Public History, Industrial Capitalism, and the Presence of Ships in Baltimore
BHW 8: March 25, 2023
Baltimore’s location around a major port and harbor fills ships with great illuminative capacity for understanding the city’s past. Whether for the slave trade, industry, or twenty-first century historical tourism, elaborate ships are associated with Baltimore. Materially, they provided the goods and shipping for the industrial economy responsible for so much of the city’s nineteenth century growth. It was through Baltimore’s shipyard industries that the one of its most famous historical residents, Frederick Douglass, came to know the city. [2] Today, ships continue to assert their presence in the Inner Harbor. There is a Coast Guard ship from the attack on Pearl Harbor, a submarine from the World War II era, a lightship from before World War II, among others. One ship stands out as the star of the harbor, and that is the USS Constellation. [3] This ship’s contested historical provenance and military-focused public historical interpretation speaks to how Baltimore’s tourism industry advances a particular history alluring to consumers. [4] These narratives overlook Baltimore’s key role in America’s industrial economy, its complex histories of slavery and freedom, along with the crucial contributions of antebellum Black Baltimoreans to the rise of Black labor unions and entrepreneurship in the United States.
Baltimore was a hub for both the international and later the domestic slave trade. [5] Ships directly connected to the city contributed to both sides of official campaigns against the slave trade in the early-nineteenth century.

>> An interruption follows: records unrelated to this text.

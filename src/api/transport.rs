//! One HTTP request per call against the configured backend base URL.

use std::io::Write;
use std::time::Duration;

use serde::Serialize;
use serde::de::DeserializeOwned;
use url::Url;

use super::error::{ApiError, request_failed};
use super::multipart::MultipartForm;
use crate::http_client;

/// Largest error payload read when extracting a `detail` message.
const MAX_ERROR_BODY_BYTES: usize = 64 * 1024;

#[derive(Clone, Copy, Debug, PartialEq, Eq)]
pub enum Method {
    Get,
    Post,
    Delete,
}

impl Method {
    fn as_str(self) -> &'static str {
        match self {
            Self::Get => "GET",
            Self::Post => "POST",
            Self::Delete => "DELETE",
        }
    }
}

enum Body<'a> {
    Empty,
    Json(&'a serde_json::Value),
    Raw {
        content_type: String,
        bytes: Vec<u8>,
    },
}

/// Issues requests relative to a base URL and normalizes the outcome.
///
/// No retries and no caching: every call is exactly one request.
#[derive(Clone, Debug)]
pub struct HttpTransport {
    base_url: Url,
    agent: ureq::Agent,
    max_response_bytes: usize,
}

impl HttpTransport {
    pub fn new(base_url: Url, request_timeout: Option<Duration>, max_response_bytes: usize) -> Self {
        Self {
            base_url,
            agent: http_client::build_agent(request_timeout),
            max_response_bytes,
        }
    }

    pub fn base_url(&self) -> &Url {
        &self.base_url
    }

    /// Resolve path segments against the base URL, percent-encoding each one.
    pub fn endpoint(&self, segments: &[&str]) -> Result<Url, ApiError> {
        let mut url = self.base_url.clone();
        {
            let mut path = url.path_segments_mut().map_err(|_| {
                ApiError::Validation(format!("Base URL {} cannot carry a path", self.base_url))
            })?;
            path.pop_if_empty();
            path.extend(segments);
        }
        Ok(url)
    }

    /// Send a request without a body and decode the JSON response.
    pub fn call_json<T: DeserializeOwned>(
        &self,
        method: Method,
        segments: &[&str],
        query: &[(&str, String)],
    ) -> Result<T, ApiError> {
        let response = self.execute(method, segments, query, Body::Empty)?;
        self.decode_json(response)
    }

    /// Send a JSON body and decode the JSON response.
    pub fn send_json<B: Serialize, T: DeserializeOwned>(
        &self,
        method: Method,
        segments: &[&str],
        query: &[(&str, String)],
        body: &B,
    ) -> Result<T, ApiError> {
        let value = serde_json::to_value(body)
            .map_err(|err| ApiError::Validation(format!("Unserializable request body: {err}")))?;
        let response = self.execute(method, segments, query, Body::Json(&value))?;
        self.decode_json(response)
    }

    /// POST a multipart form and decode the JSON response.
    pub fn send_multipart<T: DeserializeOwned>(
        &self,
        segments: &[&str],
        form: &MultipartForm,
    ) -> Result<T, ApiError> {
        let body = Body::Raw {
            content_type: form.content_type(),
            bytes: form.to_bytes(),
        };
        let response = self.execute(Method::Post, segments, &[], body)?;
        self.decode_json(response)
    }

    /// GET a binary body into memory.
    pub fn get_bytes(&self, segments: &[&str], query: &[(&str, String)]) -> Result<Vec<u8>, ApiError> {
        let response = self.execute(Method::Get, segments, query, Body::Empty)?;
        http_client::read_response_bytes(response, self.max_response_bytes)
            .map_err(|err| ApiError::Network(format!("Failed to read response body: {err}")))
    }

    /// GET a binary body and stream it into `writer`, returning the byte count.
    pub fn download(
        &self,
        segments: &[&str],
        query: &[(&str, String)],
        writer: &mut impl Write,
    ) -> Result<u64, ApiError> {
        let response = self.execute(Method::Get, segments, query, Body::Empty)?;
        http_client::copy_response_to_writer(response, writer, self.max_response_bytes)
            .map_err(|err| ApiError::Network(format!("Failed to read response body: {err}")))
    }

    fn execute(
        &self,
        method: Method,
        segments: &[&str],
        query: &[(&str, String)],
        body: Body<'_>,
    ) -> Result<ureq::Response, ApiError> {
        let url = self.endpoint(segments)?;
        let mut request = self
            .agent
            .request_url(method.as_str(), &url)
            .set("Accept", "application/json");
        for (key, value) in query {
            request = request.query(key, value);
        }
        tracing::debug!("{} {}", method.as_str(), url);
        let result = match body {
            Body::Empty => request.call(),
            Body::Json(value) => request.send_json(value),
            Body::Raw {
                content_type,
                bytes,
            } => request.set("Content-Type", &content_type).send_bytes(&bytes),
        };
        match result {
            Ok(response) => Ok(response),
            Err(ureq::Error::Status(code, response)) => {
                let status_text = response.status_text().to_string();
                let body = http_client::read_response_bytes(response, MAX_ERROR_BODY_BYTES)
                    .map(|bytes| String::from_utf8_lossy(&bytes).into_owned())
                    .unwrap_or_default();
                let err = request_failed(code, &status_text, &body);
                tracing::debug!("{} {} failed with {code}: {err}", method.as_str(), url);
                Err(err)
            }
            Err(ureq::Error::Transport(err)) => Err(ApiError::Network(err.to_string())),
        }
    }

    fn decode_json<T: DeserializeOwned>(&self, response: ureq::Response) -> Result<T, ApiError> {
        let bytes = http_client::read_response_bytes(response, self.max_response_bytes)
            .map_err(|err| ApiError::Network(format!("Failed to read response body: {err}")))?;
        serde_json::from_slice(&bytes).map_err(|err| ApiError::Decode(err.to_string()))
    }
}
fn dispatch(
    command: Command,
    controller: &AppController,
    config: &ClientConfig,
    output: Output,
) -> CliResult {
    match command {
        Command::Status => {
            let status = controller.refresh_status()?;
            output.emit(&status, print_status)
        }
        Command::Watch(args) => {
            let (events_tx, events_rx) = mpsc::channel();
            let handle = if args.until_idle {
                controller.watch_training(Some(events_tx))
            } else {
                controller.start_background_polling(Some(events_tx))
            };
            follow(handle, events_rx, output)
        }
        Command::Detect(args) => {
            let result = controller.detect(&args.image, args.confidence)?;
            if let Some(dest) = &args.save_annotated {
                match result.annotated_image()? {
                    Some(bytes) => {
                        std::fs::write(dest, bytes)?;
                        eprintln!("Annotated image written to {}", dest.display());
                    }
                    None => eprintln!("Backend returned no annotated image"),
                }
            }
            output.emit(&result, |result| {
                println!("{}", result.message);
                for detection in &result.detections {
                    let [x1, y1, x2, y2] = detection.bbox;
                    println!(
                        "  {:<16} {:>5.1}%  [{x1:.0}, {y1:.0}, {x2:.0}, {y2:.0}]",
                        detection.class_name,
                        detection.confidence * 100.0
                    );
                }
            })
        }
        Command::Label(args) => {
            let image = controller.open_image(&args.image)?;
            eprintln!(
                "Labeling {} ({}x{})",
                image.path.display(),
                image.width,
                image.height
            );
            for BoxArg { values, label } in &args.boxes {
                let [x, y, width, height] = *values;
                controller.add_label(x, y, width, height, label)?;
            }
            for BoxArg { values, label } in &args.drags {
                let [x1, y1, x2, y2] = *values;
                controller.add_label_from_drag(Point::new(x1, y1), Point::new(x2, y2), label)?;
            }
            let receipt = controller.submit_labels()?;
            output.emit(&receipt, |receipt| {
                println!(
                    "{} ({} labels saved to {})",
                    receipt.message, receipt.total_labels, receipt.saved_path
                );
            })
        }
        Command::Train(args) => {
            if !args.yes && !confirm(&format!("Start training for {} epochs?", args.epochs.trim()))? {
                eprintln!("Cancelled");
                return Ok(());
            }
            let mode = if args.sync {
                TrainingMode::Sync
            } else {
                TrainingMode::Async
            };
            if let Err(err) = controller.refresh_analysis() {
                tracing::debug!("Dataset analysis unavailable before training: {err}");
            }
            let response = controller.start_training(&args.epochs, mode)?;
            output.emit(&response, |response| println!("{}", response.message))?;
            if args.no_watch {
                return Ok(());
            }
            let (events_tx, events_rx) = mpsc::channel();
            let handle = controller.watch_training(Some(events_tx));
            follow(handle, events_rx, output)
        }
        Command::History => {
            let history = controller.refresh_history()?;
            output.emit(&history, |history| {
                if history.is_empty() {
                    println!("No training runs yet");
                }
                for run in history {
                    println!(
                        "{:<24} {:<20} {:>4} epochs  mAP50 {:.3}  mAP50-95 {:.3}",
                        run.run_name,
                        run.timestamp,
                        run.epochs,
                        run.final_metrics.map50,
                        run.final_metrics.map50_95
                    );
                }
            })
        }
        Command::Results => {
            let results = controller.training_results()?;
            output.emit(&results, |results| {
                println!("{}", results.message);
                for run in &results.training_runs {
                    match &run.metrics {
                        Some(metrics) => println!(
                            "{:<16} {:<20} {:>4} epochs  mAP50 {:.3}  mAP50-95 {:.3}  P {:.3}  R {:.3}",
                            run.name,
                            run.modified_date,
                            metrics.total_epochs,
                            metrics.final_map50,
                            metrics.final_map50_95,
                            metrics.final_precision,
                            metrics.final_recall
                        ),
                        None => println!(
                            "{:<16} {:<20} no results yet",
                            run.name, run.modified_date
                        ),
                    }
                }
            })
        }
        Command::Metrics(args) => {
            if let (Some(plot), Some(dest)) = (&args.plot, &args.output) {
                let written = controller.save_training_plot(&args.run_name, plot, dest)?;
                eprintln!("Wrote {written} bytes to {}", dest.display());
                return Ok(());
            }
            let metrics = controller.training_metrics(&args.run_name)?;
            output.emit(&metrics, |metrics| match &metrics.metrics {
                None => println!("Metrics for {} are not available yet", args.run_name),
                Some(series) => {
                    for (name, values) in series {
                        let last = values.last().copied().unwrap_or_default();
                        println!("{name:<28} {} points, last {last:.4}", values.len());
                    }
                }
            })
        }
        Command::Analysis => {
            let analysis = controller.refresh_analysis()?;
            output.emit(&analysis, |analysis| {
                println!(
                    "{} images, {} annotations",
                    analysis.total_images, analysis.total_annotations
                );
                for (class, count) in &analysis.class_distribution {
                    println!("  {class:<20} {count}");
                }
                let stats = &analysis.annotation_stats;
                println!(
                    "Box area avg {:.1} min {:.1} max {:.1}",
                    stats.avg_bbox_area, stats.min_bbox_area, stats.max_bbox_area
                );
            })
        }
        Command::Stats => {
            let stats = controller.training_data_stats()?;
            output.emit(&stats, |stats| {
                println!(
                    "{} images, {} labels in {}",
                    stats.total_images, stats.total_labels, stats.data_directory
                );
                for (class, count) in &stats.class_counts {
                    println!("  {class:<20} {count}");
                }
            })
        }
        Command::Models => {
            let models = controller.refresh_models()?;
            output.emit(&models, |models| {
                if models.is_empty() {
                    println!("No trained models");
                }
                for model in models {
                    println!(
                        "{:<24} {:<20} {}",
                        model.run_name,
                        model.timestamp,
                        model.preferred_path().unwrap_or("-")
                    );
                }
            })
        }
        Command::Compare => {
            let comparison = controller.compare_models()?;
            output.emit(&comparison, |comparison| {
                println!("{} models compared", comparison.models.len());
                for model in &comparison.models {
                    println!("  {}", serde_json::Value::Object(model.clone()));
                }
            })
        }
        Command::ModelStatus => {
            let status = controller.api().model_status()?;
            output.emit(&status, print_map)
        }
        Command::Info => {
            let info = controller.api().api_info()?;
            output.emit(&info, print_map)
        }
        Command::Load { model_path } => {
            let response = controller.load_model(&model_path)?;
            output.emit(&response, |response| println!("{}", response.message))
        }
        Command::Reload { model_path } => {
            let response = controller.reload_model(model_path.as_deref())?;
            output.emit(&response, |response| println!("{}", response.message))
        }
        Command::Backup => {
            let receipt = controller.backup_model()?;
            output.emit(&receipt, |receipt| {
                println!("{}", receipt.message);
                if let Some(path) = &receipt.backup_path {
                    println!("Backup: {path}");
                }
            })
        }
        Command::Validate { test_data } => {
            let metrics = controller.validate_model(test_data.as_deref())?;
            output.emit(&metrics, |metrics| {
                println!(
                    "mAP50 {:.3}  mAP50-95 {:.3}  precision {:.3}  recall {:.3}",
                    metrics.map50, metrics.map50_95, metrics.precision, metrics.recall
                );
            })
        }
        Command::Export(args) => {
            let written = controller.export_training_data(args.format, &args.output)?;
            eprintln!(
                "Exported {written} bytes ({}) to {}",
                args.format.file_extension(),
                args.output.display()
            );
            Ok(())
        }
        Command::Cleanup { keep_latest } => {
            let response = controller.cleanup_runs(keep_latest)?;
            output.emit(&response, |response| println!("{}", response.message))
        }
        Command::Classes(command) => match command {
            ClassesCommand::List => {
                let list = controller.classes()?;
                output.emit(&list, |list| println!("{}", list.classes.join(", ")))
            }
            ClassesCommand::Add { classes } => {
                let list = controller.add_classes(&classes)?;
                output.emit(&list, |list| {
                    println!("{}", list.message);
                    println!("{}", list.classes.join(", "));
                })
            }
            ClassesCommand::Clear => {
                let response = controller.clear_classes()?;
                output.emit(&response, |response| println!("{}", response.message))
            }
        },
        Command::Monitor(command) => match command {
            MonitorCommand::Status => {
                let status = controller.api().monitor_status()?;
                output.emit(&status, print_map)
            }
            MonitorCommand::Start => {
                let response = controller.api().start_monitor()?;
                output.emit(&response, |response| println!("{}", response.message))
            }
            MonitorCommand::Stop => {
                let response = controller.api().stop_monitor()?;
                output.emit(&response, |response| println!("{}", response.message))
            }
        },
        Command::Config(ConfigCommand::Show) => {
            let app_dir = config::app_dir()?;
            println!(
                "config file:      {} ({})",
                app_dir.file(config::CONFIG_FILE_NAME).display(),
                app_dir.origin
            );
            println!("logs:             {}", app_dir.root.join(app_dirs::LOGS_DIR_NAME).display());
            println!(
                "base_url:         {} ({:?})",
                config.api.base_url, config.base_url_source
            );
            println!("epochs_encoding:  {:?}", config.api.epochs_encoding);
            println!("request_timeout:  {:?}", config.api.request_timeout);
            println!("idle_interval:    {:?}", config.polling.idle_interval);
            println!("active_interval:  {:?}", config.polling.active_interval);
            println!("watch_ceiling:    {:?}", config.polling.training_watch_ceiling);
            Ok(())
        }
        Command::Config(ConfigCommand::SetUrl { url }) => {
            let parsed = config::parse_base_url(&url, "command line")?;
            let path = config::config_path()?;
            let mut file = config::load_file_from(&path)?;
            file.api.base_url = Some(parsed.to_string());
            config::save_file_to(&file, &path)?;
            println!("Saved {parsed} to {}", path.display());
            Ok(())
        }
    }
}
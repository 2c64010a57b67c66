//! User-intent handlers that bridge the API client and the store.
//!
//! Every action raises the loading flag for its duration, clears the previous
//! action error, and writes any failure into the store's error slot before
//! handing the result back to the caller.

use std::io::{BufWriter, Write};
use std::path::{Path, PathBuf};
use std::sync::mpsc::Sender;
use std::sync::{Arc, Mutex};

use tempfile::NamedTempFile;
use thiserror::Error;
use tracing::{info, warn};

use crate::api::{
    ApiClient, ApiError, BackupReceipt, ClassList, DatasetAnalysis, DetectionResult, ExportFormat,
    ImageSize, LabelingReceipt, MessageResponse, ModelComparison, ModelInfo, TrainingDataStats,
    TrainingHistoryEntry, TrainingMetrics, TrainingMode, TrainingResults, TrainingStatus,
    ValidationMetrics, validation,
};
use crate::config::{ClientConfig, PollingSettings};
use crate::labeling::{self, BoundingBoxLabel, EditingImage, EditingImageError, LabelPalette, Point};
use crate::polling::{PollEvent, PollHandle, PollOptions, Poller};
use crate::store::{ActiveTab, AppStore};

/// Message shown when training is requested against an empty dataset.
pub const NO_TRAINING_DATA: &str = "No training data available";

#[derive(Debug, Error)]
pub enum ControllerError {
    #[error(transparent)]
    Api(#[from] ApiError),
    #[error(transparent)]
    Image(#[from] EditingImageError),
    #[error("Failed to access {path}: {source}")]
    Io {
        path: PathBuf,
        source: std::io::Error,
    },
}

impl ControllerError {
    fn io(path: &Path, source: std::io::Error) -> Self {
        Self::Io {
            path: path.to_path_buf(),
            source,
        }
    }

    pub fn as_api(&self) -> Option<&ApiError> {
        match self {
            Self::Api(err) => Some(err),
            _ => None,
        }
    }
}

fn invalid(message: impl Into<String>) -> ControllerError {
    ControllerError::Api(ApiError::Validation(message.into()))
}

pub struct AppController {
    api: Arc<ApiClient>,
    store: Arc<AppStore>,
    polling: PollingSettings,
    palette: Mutex<LabelPalette>,
}

impl AppController {
    pub fn new(api: ApiClient, store: Arc<AppStore>, polling: PollingSettings) -> Self {
        Self {
            api: Arc::new(api),
            store,
            polling,
            palette: Mutex::new(LabelPalette::new()),
        }
    }

    pub fn from_config(config: &ClientConfig, store: Arc<AppStore>) -> Self {
        Self::new(ApiClient::new(&config.api), store, config.polling)
    }

    pub fn api(&self) -> &ApiClient {
        &self.api
    }

    pub fn store(&self) -> &Arc<AppStore> {
        &self.store
    }

    fn run<T>(
        &self,
        action: &str,
        op: impl FnOnce(&ApiClient) -> Result<T, ControllerError>,
    ) -> Result<T, ControllerError> {
        self.store.set_loading(true);
        self.store.set_error(None);
        let result = op(&self.api);
        self.store.set_loading(false);
        if let Err(err) = &result {
            warn!("{action} failed: {err}");
            self.store.set_error(Some(err.to_string()));
        }
        result
    }

    pub fn detect(
        &self,
        image_path: &Path,
        confidence: Option<f64>,
    ) -> Result<DetectionResult, ControllerError> {
        self.run("Detection", |api| {
            let payload = labeling_payload(image_path)?;
            let result = match confidence {
                Some(confidence) => api.detect_with_confidence(&payload, confidence)?,
                None => api.detect(&payload)?,
            };
            info!(
                "Detected {} objects in {}",
                result.detections.len(),
                image_path.display()
            );
            self.store.set_detection_results(Some(result.clone()));
            Ok(result)
        })
    }

    /// Begin a labeling session on `image_path`, discarding any unsaved boxes.
    pub fn open_image(&self, image_path: &Path) -> Result<EditingImage, ControllerError> {
        self.run("Opening image", |_| {
            let image = EditingImage::open(image_path)?;
            self.store.clear_labels();
            self.store.set_current_image(Some(image.clone()));
            self.store.set_labeling_mode(true);
            self.store.set_active_tab(ActiveTab::Labeling);
            if let Ok(mut palette) = self.palette.lock() {
                palette.reset();
            }
            Ok(image)
        })
    }

    /// Add a box drawn from `start` to `end` on the current image.
    pub fn add_label_from_drag(
        &self,
        start: Point,
        end: Point,
        label: &str,
    ) -> Result<BoundingBoxLabel, ControllerError> {
        let size = self.current_image_size()?;
        let color = self.next_color();
        let label = BoundingBoxLabel::from_drag(start, end, size, label, color);
        self.push_label(label)
    }

    /// Add a box given its top-left corner and size on the current image.
    pub fn add_label(
        &self,
        x: f64,
        y: f64,
        width: f64,
        height: f64,
        label: &str,
    ) -> Result<BoundingBoxLabel, ControllerError> {
        let size = self.current_image_size()?;
        let color = self.next_color();
        let label = BoundingBoxLabel::new(x, y, width, height, label, color).clipped(size);
        self.push_label(label)
    }

    pub fn remove_label(&self, index: usize) -> Option<BoundingBoxLabel> {
        self.store.remove_label(index)
    }

    fn push_label(&self, label: BoundingBoxLabel) -> Result<BoundingBoxLabel, ControllerError> {
        let result = if label.label.is_empty() {
            Err(invalid("Label name must not be empty"))
        } else if label.is_degenerate() {
            Err(invalid("Bounding box has no area inside the image"))
        } else {
            self.store.add_label(label.clone());
            Ok(label)
        };
        if let Err(err) = &result {
            self.store.set_error(Some(err.to_string()));
        }
        result
    }

    fn current_image_size(&self) -> Result<ImageSize, ControllerError> {
        self.store
            .current_image()
            .map(|image| image.size())
            .ok_or_else(|| {
                let err = invalid("No image selected for labeling");
                self.store.set_error(Some(err.to_string()));
                err
            })
    }

    fn next_color(&self) -> String {
        self.palette
            .lock()
            .map(|mut palette| palette.next_color())
            .unwrap_or("#ff3b30")
            .to_string()
    }

    /// Upload the current image and its boxes; the label list is cleared on success.
    pub fn submit_labels(&self) -> Result<LabelingReceipt, ControllerError> {
        self.run("Submitting labels", |api| {
            let image = self
                .store
                .current_image()
                .ok_or_else(|| invalid("No image selected for labeling"))?;
            let labels = self.store.labels();
            if labels.is_empty() {
                return Err(invalid("Add at least one bounding box before submitting"));
            }
            if labels.iter().any(BoundingBoxLabel::is_degenerate) {
                return Err(invalid("Bounding boxes must have a non-zero area"));
            }
            let payload = image
                .payload()
                .map_err(|err| ControllerError::io(&image.path, err))?;
            let data = labeling::labeling_data(&labels, image.size());
            let receipt = api.submit_labeling_data(&payload, &data)?;
            info!(
                "Submitted {} labels for {}",
                labels.len(),
                image.path.display()
            );
            self.store.clear_labels();
            Ok(receipt)
        })
    }

    /// Start fine-tuning from user-typed epochs.
    ///
    /// Rejected locally when the input is not a whole number in range or the
    /// last known dataset analysis has no images.
    pub fn start_training(
        &self,
        epochs_input: &str,
        mode: TrainingMode,
    ) -> Result<MessageResponse, ControllerError> {
        self.run("Starting training", |api| {
            let epochs = validation::parse_epochs(epochs_input)?;
            if self
                .store
                .dataset_analysis()
                .is_some_and(|analysis| analysis.total_images == 0)
            {
                return Err(invalid(NO_TRAINING_DATA));
            }
            let response = api.start_training(i64::from(epochs), mode)?;
            let mut status = self.store.training_status();
            status.is_training = true;
            status.total_epochs = epochs;
            self.store.set_training_status(status);
            Ok(response)
        })
    }

    /// Follow a just-started job with the fast, bounded poll.
    pub fn watch_training(&self, events: Option<Sender<PollEvent>>) -> PollHandle {
        let mut options = PollOptions::training_watch(&self.polling).stop_when_idle(true);
        if let Some(events) = events {
            options = options.with_events(events);
        }
        Poller::spawn(Arc::clone(&self.api), Arc::clone(&self.store), options)
    }

    /// Keep status eventually consistent for as long as the handle lives.
    pub fn start_background_polling(&self, events: Option<Sender<PollEvent>>) -> PollHandle {
        let mut options = PollOptions::background(&self.polling);
        if let Some(events) = events {
            options = options.with_events(events);
        }
        Poller::spawn(Arc::clone(&self.api), Arc::clone(&self.store), options)
    }

    pub fn refresh_status(&self) -> Result<TrainingStatus, ControllerError> {
        self.run("Refreshing training status", |api| {
            let status = api.training_status()?;
            self.store.set_training_status(status.clone());
            Ok(status)
        })
    }

    pub fn refresh_history(&self) -> Result<Vec<TrainingHistoryEntry>, ControllerError> {
        self.run("Refreshing training history", |api| {
            let history = api.training_history()?;
            self.store.set_training_history(history.clone());
            Ok(history)
        })
    }

    pub fn refresh_models(&self) -> Result<Vec<ModelInfo>, ControllerError> {
        self.run("Refreshing models", |api| {
            let models = api.available_models()?;
            self.store.set_models(models.clone());
            Ok(models)
        })
    }

    pub fn refresh_analysis(&self) -> Result<DatasetAnalysis, ControllerError> {
        self.run("Analyzing dataset", |api| {
            let analysis = api.dataset_analysis()?;
            self.store.set_dataset_analysis(Some(analysis.clone()));
            Ok(analysis)
        })
    }

    pub fn load_model(&self, model_path: &str) -> Result<MessageResponse, ControllerError> {
        self.run("Loading model", |api| {
            let model_path = model_path.trim();
            if model_path.is_empty() {
                return Err(invalid("Model path must not be empty"));
            }
            let response = api.load_model(model_path)?;
            self.store.set_current_model(Some(model_path.to_string()));
            Ok(response)
        })
    }

    pub fn reload_model(&self, model_path: Option<&str>) -> Result<MessageResponse, ControllerError> {
        self.run("Reloading model", |api| {
            let response = api.reload_model(model_path)?;
            if let Some(path) = model_path {
                self.store.set_current_model(Some(path.to_string()));
            }
            Ok(response)
        })
    }

    pub fn backup_model(&self) -> Result<BackupReceipt, ControllerError> {
        self.run("Backing up model", |api| Ok(api.backup_model()?))
    }

    pub fn validate_model(
        &self,
        test_data_path: Option<&str>,
    ) -> Result<ValidationMetrics, ControllerError> {
        self.run("Validating model", |api| Ok(api.validate_model(test_data_path)?))
    }

    pub fn compare_models(&self) -> Result<ModelComparison, ControllerError> {
        self.run("Comparing models", |api| Ok(api.model_comparison()?))
    }

    /// Stream the exported archive next to `dest` and move it into place once
    /// the download completes. A failed export leaves `dest` as it was.
    pub fn export_training_data(
        &self,
        format: ExportFormat,
        dest: &Path,
    ) -> Result<u64, ControllerError> {
        self.run("Exporting training data", |api| {
            let dir = dest
                .parent()
                .filter(|parent| !parent.as_os_str().is_empty())
                .unwrap_or(Path::new("."));
            let mut temp =
                NamedTempFile::new_in(dir).map_err(|err| ControllerError::io(dir, err))?;
            let written = {
                let mut writer = BufWriter::new(&mut temp);
                let written = api.export_training_data_to(format, &mut writer)?;
                writer
                    .flush()
                    .map_err(|err| ControllerError::io(dest, err))?;
                written
            };
            temp.persist(dest)
                .map_err(|err| ControllerError::io(dest, err.error))?;
            info!("Exported {written} bytes to {}", dest.display());
            Ok(written)
        })
    }

    /// Delete old runs on the backend, then refresh history.
    pub fn cleanup_runs(&self, keep_latest: u32) -> Result<MessageResponse, ControllerError> {
        let response = self.run("Cleaning up training runs", |api| {
            Ok(api.cleanup_training_runs(keep_latest)?)
        })?;
        self.refresh_history()?;
        Ok(response)
    }

    pub fn training_metrics(&self, run_name: &str) -> Result<TrainingMetrics, ControllerError> {
        self.run("Fetching training metrics", |api| {
            validation::validate_run_name(run_name)?;
            Ok(api.training_metrics(run_name)?)
        })
    }

    /// Save one of a run's result plots to `dest`.
    pub fn save_training_plot(
        &self,
        run_name: &str,
        plot_name: &str,
        dest: &Path,
    ) -> Result<usize, ControllerError> {
        self.run("Fetching training plot", |api| {
            validation::validate_run_name(run_name)?;
            let bytes = api.training_plot(run_name, plot_name)?;
            std::fs::write(dest, &bytes).map_err(|err| ControllerError::io(dest, err))?;
            Ok(bytes.len())
        })
    }

    /// Run directories on the backend with their final metrics.
    pub fn training_results(&self) -> Result<TrainingResults, ControllerError> {
        self.run("Fetching training results", |api| Ok(api.training_results()?))
    }

    pub fn training_data_stats(&self) -> Result<TrainingDataStats, ControllerError> {
        self.run("Fetching training data stats", |api| {
            Ok(api.training_data_stats()?)
        })
    }

    pub fn classes(&self) -> Result<ClassList, ControllerError> {
        self.run("Fetching classes", |api| Ok(api.classes()?))
    }

    pub fn add_classes(&self, classes: &[String]) -> Result<ClassList, ControllerError> {
        self.run("Adding classes", |api| Ok(api.add_classes(classes)?))
    }

    pub fn clear_classes(&self) -> Result<MessageResponse, ControllerError> {
        self.run("Clearing classes", |api| Ok(api.clear_classes()?))
    }
}

fn labeling_payload(path: &Path) -> Result<crate::api::ImagePayload, ControllerError> {
    crate::api::ImagePayload::from_path(path).map_err(|err| ControllerError::io(path, err))
}
use std::path::{Path, PathBuf};

use thiserror::Error;

use crate::api::{ImagePayload, ImageSize};

#[derive(Debug, Error)]
pub enum EditingImageError {
    #[error("Failed to read image dimensions from {path}: {source}")]
    Dimensions {
        path: PathBuf,
        source: image::ImageError,
    },
    #[error("Image {path} has zero width or height")]
    Empty { path: PathBuf },
}

/// The source image currently being labelled.
#[derive(Clone, Debug, PartialEq)]
pub struct EditingImage {
    pub path: PathBuf,
    pub width: u32,
    pub height: u32,
}

impl EditingImage {
    /// Read dimensions from the file header without decoding pixels.
    pub fn open(path: impl AsRef<Path>) -> Result<Self, EditingImageError> {
        let path = path.as_ref().to_path_buf();
        let (width, height) =
            image::image_dimensions(&path).map_err(|source| EditingImageError::Dimensions {
                path: path.clone(),
                source,
            })?;
        if width == 0 || height == 0 {
            return Err(EditingImageError::Empty { path });
        }
        Ok(Self {
            path,
            width,
            height,
        })
    }

    pub fn size(&self) -> ImageSize {
        ImageSize {
            width: self.width,
            height: self.height,
        }
    }

    pub fn payload(&self) -> std::io::Result<ImagePayload> {
        ImagePayload::from_path(&self.path)
    }
}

The USS Constellation, contrary to the once-dominant narrative that it was an eighteenth century frigate, was involved in nineteenth century slave trade prevention efforts. This is especially significant given the ship’s prevalence in Baltimore’s public historical narratives, and thus its great potential for sharing this history. Indeed, as historian William S. Dudley writes, it “is a virtual icon of the city.” [6] The Constellation in the harbor today was built in 1854 and was the last entirely sail-powered U.S. naval vessel. It was likely constructed using some remnants of the 1790s frigate for which it was originally mistaken. Most notably, the Constellation served as the flagship for the U.S. African squadron from 1859 to 1861, part of an international effort to suppress the slave trade by patrolling African shores to prevent the export of enslaved Africans. [7] However, in this same era Baltimore’s shipyards produced fast-speed vessels in high-demand by enslavers who sought to use the best in maritime technology to evade the international campaign against the slave trade. Frederick Douglass labored on one of these ships while enslaved in Baltimore. [8] The Constellation’s now publicly featured history of working to dismantle the slave trade takes clear narrative prominence over instances of local shipyards supporting this same trade, both domestically and internationally. [9] Hopefully in the future, the lack of historic site emphasis on the extensive history of American involvement in the trading of enslaved people will be better addressed. [10]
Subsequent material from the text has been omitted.